## Exercise instructions
Search the material below for the string "PathSeparator" and list each line that holds it.

*** Source material ***

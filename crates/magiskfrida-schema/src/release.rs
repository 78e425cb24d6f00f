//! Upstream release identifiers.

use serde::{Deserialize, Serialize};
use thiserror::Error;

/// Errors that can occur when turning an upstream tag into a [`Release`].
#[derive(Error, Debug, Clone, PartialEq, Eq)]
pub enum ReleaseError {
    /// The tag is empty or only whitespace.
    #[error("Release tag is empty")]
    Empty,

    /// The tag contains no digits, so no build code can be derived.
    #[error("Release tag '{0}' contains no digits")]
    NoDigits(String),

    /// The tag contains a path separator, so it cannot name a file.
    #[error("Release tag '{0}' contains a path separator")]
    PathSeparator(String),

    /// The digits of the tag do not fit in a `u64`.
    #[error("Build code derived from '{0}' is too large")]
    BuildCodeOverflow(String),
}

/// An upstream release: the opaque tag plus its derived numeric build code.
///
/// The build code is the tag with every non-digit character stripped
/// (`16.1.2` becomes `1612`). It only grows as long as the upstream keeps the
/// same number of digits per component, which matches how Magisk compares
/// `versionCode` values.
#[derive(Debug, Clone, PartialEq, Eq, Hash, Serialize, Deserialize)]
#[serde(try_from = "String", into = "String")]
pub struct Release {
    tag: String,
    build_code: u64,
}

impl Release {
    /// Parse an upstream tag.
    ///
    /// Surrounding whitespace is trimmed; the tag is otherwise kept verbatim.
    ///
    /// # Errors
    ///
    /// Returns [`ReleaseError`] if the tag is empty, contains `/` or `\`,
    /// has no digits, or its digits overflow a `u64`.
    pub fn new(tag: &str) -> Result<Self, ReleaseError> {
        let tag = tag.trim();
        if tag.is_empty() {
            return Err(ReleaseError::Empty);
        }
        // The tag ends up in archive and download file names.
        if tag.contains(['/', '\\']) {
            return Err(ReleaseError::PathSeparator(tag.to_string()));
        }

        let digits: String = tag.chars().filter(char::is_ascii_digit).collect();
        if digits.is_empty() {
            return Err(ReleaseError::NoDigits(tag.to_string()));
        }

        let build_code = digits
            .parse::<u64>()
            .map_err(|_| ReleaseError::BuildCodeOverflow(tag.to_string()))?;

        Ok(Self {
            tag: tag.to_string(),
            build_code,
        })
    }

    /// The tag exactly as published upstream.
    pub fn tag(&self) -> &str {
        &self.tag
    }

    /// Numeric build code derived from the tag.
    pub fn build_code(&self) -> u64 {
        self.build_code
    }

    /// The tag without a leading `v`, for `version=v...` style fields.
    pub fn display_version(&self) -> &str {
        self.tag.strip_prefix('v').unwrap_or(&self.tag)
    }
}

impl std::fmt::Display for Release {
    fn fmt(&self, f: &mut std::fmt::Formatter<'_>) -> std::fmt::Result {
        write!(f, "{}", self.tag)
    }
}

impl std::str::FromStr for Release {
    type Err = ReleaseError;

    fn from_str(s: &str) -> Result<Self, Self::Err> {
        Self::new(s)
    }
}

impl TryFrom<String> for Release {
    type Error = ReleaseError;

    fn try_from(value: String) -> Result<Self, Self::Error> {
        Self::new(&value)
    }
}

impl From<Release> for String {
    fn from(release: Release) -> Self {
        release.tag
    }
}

***

## Answer space
    PathSeparator(String),
            return Err(ReleaseError::PathSeparator(tag.to_string()));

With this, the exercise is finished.